=== Exercise aim ===
Exactly as given, restate each record that follows.

Saved entries
▼▼▼

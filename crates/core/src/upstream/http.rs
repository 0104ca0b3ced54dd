use crate::config::{env_or, Settings};
use crate::domain::pipeline::{Id, Opportunity, Pipeline, Stage};
use crate::upstream::auth::AuthScheme;
use crate::upstream::error::UpstreamError;
use crate::upstream::json;
use crate::upstream::{PageRequest, PipelineApi};
use anyhow::Context;
use reqwest::header::{HeaderName, HeaderValue, RETRY_AFTER};
use std::time::Duration;

const DEFAULT_TIMEOUT_SECS: u64 = 30;
/// Accounts rarely have more than a handful of pipelines; one page covers them.
const PIPELINES_PAGE: u64 = 100;

#[derive(Debug, Clone)]
pub struct HttpPipelineClient {
    http: reqwest::Client,
    base_url: String,
    auth_header: HeaderName,
    auth_value: HeaderValue,
}

impl HttpPipelineClient {
    pub fn from_settings(settings: &Settings) -> anyhow::Result<Self> {
        let base_url = settings.require_pipelines_base_url()?;
        let token = settings.require_pipelines_api_token()?;
        let scheme = AuthScheme::parse(
            settings.pipelines_auth_format.as_deref(),
            settings.pipelines_api_key_header.as_deref(),
        );
        let timeout = Duration::from_secs(env_or("PIPELINES_TIMEOUT_SECS", DEFAULT_TIMEOUT_SECS));

        tracing::info!(%base_url, ?scheme, "pipelines client configured");
        Self::new(base_url, &scheme, token, timeout)
    }

    pub fn new(
        base_url: &str,
        scheme: &AuthScheme,
        token: &str,
        timeout: Duration,
    ) -> anyhow::Result<Self> {
        let (auth_header, auth_value) = scheme.header(token)?;
        let http = reqwest::Client::builder()
            .timeout(timeout)
            .build()
            .context("failed to build pipelines http client")?;

        Ok(Self {
            http,
            base_url: base_url.trim_end_matches('/').to_string(),
            auth_header,
            auth_value,
        })
    }

    fn url(&self, path: &str) -> String {
        format!("{}{}", self.base_url, path)
    }

    async fn get_text(&self, path: &str, query: &[(&str, String)]) -> Result<String, UpstreamError> {
        let res = self
            .http
            .get(self.url(path))
            .header(self.auth_header.clone(), self.auth_value.clone())
            .query(query)
            .send()
            .await
            .map_err(|e| UpstreamError::Transport(e.to_string()))?;

        let status = res.status();
        let retry_after = res
            .headers()
            .get(RETRY_AFTER)
            .and_then(|v| v.to_str().ok())
            .and_then(|s| s.trim().parse::<u64>().ok())
            .map(Duration::from_secs);
        let text = res
            .text()
            .await
            .map_err(|e| UpstreamError::Transport(e.to_string()))?;

        if !status.is_success() {
            return Err(UpstreamError::Status {
                status,
                body: text,
                retry_after,
            });
        }
        Ok(text)
    }
}

#[async_trait::async_trait]
impl PipelineApi for HttpPipelineClient {
    async fn list_pipelines(&self) -> Result<Vec<Pipeline>, UpstreamError> {
        let query = [("offset", "0".to_string()), ("limit", PIPELINES_PAGE.to_string())];
        let text = self.get_text("/pipelines/", &query).await?;
        let pipelines = json::parse_records::<Pipeline>(&text, "pipelines");
        if pipelines.is_empty() {
            tracing::warn!("upstream returned no pipelines; check token permissions");
        }
        Ok(pipelines)
    }

    async fn list_stages(&self, pipeline_id: &Id) -> Result<Vec<Stage>, UpstreamError> {
        let text = self
            .get_text(&format!("/pipelines/{pipeline_id}/stages"), &[])
            .await?;
        Ok(json::parse_records(&text, "stages"))
    }

    async fn list_opportunities(
        &self,
        pipeline_id: &Id,
        page: &PageRequest,
    ) -> Result<Vec<Opportunity>, UpstreamError> {
        let mut query = vec![
            ("offset", page.offset.to_string()),
            ("limit", page.limit.to_string()),
        ];
        if let Some(contact_id) = &page.contact_id {
            query.push(("contact_id", contact_id.to_string()));
        }

        let text = self
            .get_text(&format!("/pipelines/{pipeline_id}/opportunities"), &query)
            .await?;
        Ok(json::parse_records(&text, "opportunities"))
    }

    async fn contact_tags(&self, contact_id: &Id) -> Result<Vec<String>, UpstreamError> {
        let text = self.get_text(&format!("/contacts/{contact_id}"), &[]).await?;
        Ok(json::tag_names(&text))
    }
}

#[cfg(test)]
mod tests {
    use super::*;
    use reqwest::StatusCode;
    use serde_json::json;
    use wiremock::matchers::{header, method, path, query_param};
    use wiremock::{Mock, MockServer, ResponseTemplate};

    fn client(server: &MockServer, scheme: AuthScheme) -> HttpPipelineClient {
        HttpPipelineClient::new(&server.uri(), &scheme, "secret", Duration::from_secs(5)).unwrap()
    }

    #[tokio::test]
    async fn sends_configured_auth_header_and_unwraps_data() {
        let server = MockServer::start().await;
        Mock::given(method("GET"))
            .and(path("/pipelines/"))
            .and(header("x-access-token", "secret"))
            .respond_with(ResponseTemplate::new(200).set_body_json(json!({
                "data": [{"id": 665861, "name": "Suporte/SAC"}, {"id": "7", "name": "Vendas"}]
            })))
            .expect(1)
            .mount(&server)
            .await;

        let pipelines = client(&server, AuthScheme::AccessToken)
            .list_pipelines()
            .await
            .unwrap();
        assert_eq!(pipelines.len(), 2);
        assert_eq!(pipelines[0].id, Id::from(665861));
        assert_eq!(pipelines[1].name, "Vendas");
    }

    #[tokio::test]
    async fn passes_pagination_query() {
        let server = MockServer::start().await;
        Mock::given(method("GET"))
            .and(path("/pipelines/9/opportunities"))
            .and(query_param("offset", "200"))
            .and(query_param("limit", "100"))
            .and(header("authorization", "Bearer secret"))
            .respond_with(ResponseTemplate::new(200).set_body_json(json!([
                {"id": 1, "stage_id": 3, "value": 10, "created_at": "2024-01-01 00:00:00"}
            ])))
            .mount(&server)
            .await;

        let opps = client(&server, AuthScheme::Bearer)
            .list_opportunities(&Id::from(9), &PageRequest::new(200, 100))
            .await
            .unwrap();
        assert_eq!(opps.len(), 1);
        assert_eq!(opps[0].stage_key(), Some(&Id::from(3)));
    }

    #[tokio::test]
    async fn surfaces_rate_limit_status_with_retry_after() {
        let server = MockServer::start().await;
        Mock::given(method("GET"))
            .and(path("/pipelines/9/stages"))
            .respond_with(
                ResponseTemplate::new(429)
                    .insert_header("Retry-After", "30")
                    .set_body_string("too many"),
            )
            .mount(&server)
            .await;

        let err = client(&server, AuthScheme::XApiKey)
            .list_stages(&Id::from(9))
            .await
            .unwrap_err();
        assert_eq!(err.http_status(), Some(StatusCode::TOO_MANY_REQUESTS));
        assert_eq!(err.retry_after(), Some(Duration::from_secs(30)));
    }

    #[tokio::test]
    async fn reads_contact_tags() {
        let server = MockServer::start().await;
        Mock::given(method("GET"))
            .and(path("/contacts/42"))
            .respond_with(ResponseTemplate::new(200).set_body_json(json!({
                "data": {"tags": [{"name": "vip"}, {"name": "b2b"}]}
            })))
            .mount(&server)
            .await;

        let tags = client(&server, AuthScheme::XApiKey)
            .contact_tags(&Id::from(42))
            .await
            .unwrap();
        assert_eq!(tags, vec!["vip", "b2b"]);
    }

    #[tokio::test]
    async fn non_json_success_body_yields_empty_list() {
        let server = MockServer::start().await;
        Mock::given(method("GET"))
            .and(path("/pipelines/"))
            .respond_with(ResponseTemplate::new(200).set_body_string("<html></html>"))
            .mount(&server)
            .await;

        let pipelines = client(&server, AuthScheme::XApiKey)
            .list_pipelines()
            .await
            .unwrap();
        assert!(pipelines.is_empty());
    }
}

▲▲▲

=== Reply to the exercise ===
filename crates/core/src/upstream/http.rs
repository 0104ca0b3ced54dd
use crate::config::{env_or, Settings};
use crate::domain::pipeline::{Id, Opportunity, Pipeline, Stage};
use crate::upstream::auth::AuthScheme;
use crate::upstream::error::UpstreamError;
use crate::upstream::json;
use crate::upstream::{PageRequest, PipelineApi};
use anyhow::Context;
use reqwest::header::{HeaderName, HeaderValue, RETRY_AFTER};
use std::time::Duration;

const DEFAULT_TIMEOUT_SECS: u64 = 30;
/// Accounts rarely have more than a handful of pipelines; one page covers them.
const PIPELINES_PAGE: u64 = 100;

#[derive(Debug, Clone)]
pub struct HttpPipelineClient {
    http: reqwest::Client,
    base_url: String,
    auth_header: HeaderName,
    auth_value: HeaderValue,
}

impl HttpPipelineClient {
    pub fn from_settings(settings: &Settings) -> anyhow::Result<Self> {
        let base_url = settings.require_pipelines_base_url()?;
        let token = settings.require_pipelines_api_token()?;
        let scheme = AuthScheme::parse(
            settings.pipelines_auth_format.as_deref(),
            settings.pipelines_api_key_header.as_deref(),
        );
        let timeout = Duration::from_secs(env_or("PIPELINES_TIMEOUT_SECS", DEFAULT_TIMEOUT_SECS));

        tracing::info!(%base_url, ?scheme, "pipelines client configured");
        Self::new(base_url, &scheme, token, timeout)
    }

    pub fn new(
        base_url: &str,
        scheme: &AuthScheme,
        token: &str,
        timeout: Duration,
    ) -> anyhow::Result<Self> {
        let (auth_header, auth_value) = scheme.header(token)?;
        let http = reqwest::Client::builder()
            .timeout(timeout)
            .build()
            .context("failed to build pipelines http client")?;

        Ok(Self {
            http,
            base_url: base_url.trim_end_matches('/').to_string(),
            auth_header,
            auth_value,
        })
    }

    fn url(&self, path: &str) -> String {
        format!("{}{}", self.base_url, path)
    }

    async fn get_text(&self, path: &str, query: &[(&str, String)]) -> Result<String, UpstreamError> {
        let res = self
            .http
            .get(self.url(path))
            .header(self.auth_header.clone(), self.auth_value.clone())
            .query(query)
            .send()
            .await
            .map_err(|e| UpstreamError::Transport(e.to_string()))?;

        let status = res.status();
        let retry_after = res
            .headers()
            .get(RETRY_AFTER)
            .and_then(|v| v.to_str().ok())
            .and_then(|s| s.trim().parse::<u64>().ok())
            .map(Duration::from_secs);
        let text = res
            .text()
            .await
            .map_err(|e| UpstreamError::Transport(e.to_string()))?;

        if !status.is_success() {
            return Err(UpstreamError::Status {
                status,
                body: text,
                retry_after,
            });
        }
        Ok(text)
    }
}

#[async_trait::async_trait]
impl PipelineApi for HttpPipelineClient {
    async fn list_pipelines(&self) -> Result<Vec<Pipeline>, UpstreamError> {
        let query = [("offset", "0".to_string()), ("limit", PIPELINES_PAGE.to_string())];
        let text = self.get_text("/pipelines/", &query).await?;
        let pipelines = json::parse_records::<Pipeline>(&text, "pipelines");
        if pipelines.is_empty() {
            tracing::warn!("upstream returned no pipelines; check token permissions");
        }
        Ok(pipelines)
    }

    async fn list_stages(&self, pipeline_id: &Id) -> Result<Vec<Stage>, UpstreamError> {
        let text = self
            .get_text(&format!("/pipelines/{pipeline_id}/stages"), &[])
            .await?;
        Ok(json::parse_records(&text, "stages"))
    }

    async fn list_opportunities(
        &self,
        pipeline_id: &Id,
        page: &PageRequest,
    ) -> Result<Vec<Opportunity>, UpstreamError> {
        let mut query = vec![
            ("offset", page.offset.to_string()),
            ("limit", page.limit.to_string()),
        ];
        if let Some(contact_id) = &page.contact_id {
            query.push(("contact_id", contact_id.to_string()));
        }

        let text = self
            .get_text(&format!("/pipelines/{pipeline_id}/opportunities"), &query)
            .await?;
        Ok(json::parse_records(&text, "opportunities"))
    }

    async fn contact_tags(&self, contact_id: &Id) -> Result<Vec<String>, UpstreamError> {
        let text = self.get_text(&format!("/contacts/{contact_id}"), &[]).await?;
        Ok(json::tag_names(&text))
    }
}

#[cfg(test)]
mod tests {
    use super::*;
    use reqwest::StatusCode;
    use serde_json::json;
    use wiremock::matchers::{header, method, path, query_param};
    use wiremock::{Mock, MockServer, ResponseTemplate};

    fn client(server: &MockServer, scheme: AuthScheme) -> HttpPipelineClient {
        HttpPipelineClient::new(&server.uri(), &scheme, "secret", Duration::from_secs(5)).unwrap()
    }

    #[tokio::test]
    async fn sends_configured_auth_header_and_unwraps_data() {
        let server = MockServer::start().await;
        Mock::given(method("GET"))
            .and(path("/pipelines/"))
            .and(header("x-access-token", "secret"))
            .respond_with(ResponseTemplate::new(200).set_body_json(json!({
                "data": [{"id": 665861, "name": "Suporte/SAC"}, {"id": "7", "name": "Vendas"}]
            })))
            .expect(1)
            .mount(&server)
            .await;

        let pipelines = client(&server, AuthScheme::AccessToken)
            .list_pipelines()
            .await
            .unwrap();
        assert_eq!(pipelines.len(), 2);
        assert_eq!(pipelines[0].id, Id::from(665861));
        assert_eq!(pipelines[1].name, "Vendas");
    }

    #[tokio::test]
    async fn passes_pagination_query() {
        let server = MockServer::start().await;
        Mock::given(method("GET"))
            .and(path("/pipelines/9/opportunities"))
            .and(query_param("offset", "200"))
            .and(query_param("limit", "100"))
            .and(header("authorization", "Bearer secret"))
            .respond_with(ResponseTemplate::new(200).set_body_json(json!([
                {"id": 1, "stage_id": 3, "value": 10, "created_at": "2024-01-01 00:00:00"}
            ])))
            .mount(&server)
            .await;

        let opps = client(&server, AuthScheme::Bearer)
            .list_opportunities(&Id::from(9), &PageRequest::new(200, 100))
            .await
            .unwrap();
        assert_eq!(opps.len(), 1);
        assert_eq!(opps[0].stage_key(), Some(&Id::from(3)));
    }

    #[tokio::test]
    async fn surfaces_rate_limit_status_with_retry_after() {
        let server = MockServer::start().await;
        Mock::given(method("GET"))
            .and(path("/pipelines/9/stages"))
            .respond_with(
                ResponseTemplate::new(429)
                    .insert_header("Retry-After", "30")
                    .set_body_string("too many"),
            )
            .mount(&server)
            .await;

        let err = client(&server, AuthScheme::XApiKey)
            .list_stages(&Id::from(9))
            .await
            .unwrap_err();
        assert_eq!(err.http_status(), Some(StatusCode::TOO_MANY_REQUESTS));
        assert_eq!(err.retry_after(), Some(Duration::from_secs(30)));
    }

    #[tokio::test]
    async fn reads_contact_tags() {
        let server = MockServer::start().await;
        Mock::given(method("GET"))
            .and(path("/contacts/42"))
            .respond_with(ResponseTemplate::new(200).set_body_json(json!({
                "data": {"tags": [{"name": "vip"}, {"name": "b2b"}]}
            })))
            .mount(&server)
            .await;

        let tags = client(&server, AuthScheme::XApiKey)
            .contact_tags(&Id::from(42))
            .await
            .unwrap();
        assert_eq!(tags, vec!["vip", "b2b"]);
    }

    #[tokio::test]
    async fn non_json_success_body_yields_empty_list() {
        let server = MockServer::start().await;
        Mock::given(method("GET"))
            .and(path("/pipelines/"))
            .respond_with(ResponseTemplate::new(200).set_body_string("<html></html>"))
            .mount(&server)
            .await;

        let pipelines = client(&server, AuthScheme::XApiKey)
            .list_pipelines()
            .await
            .unwrap();
        assert!(pipelines.is_empty());
    }
}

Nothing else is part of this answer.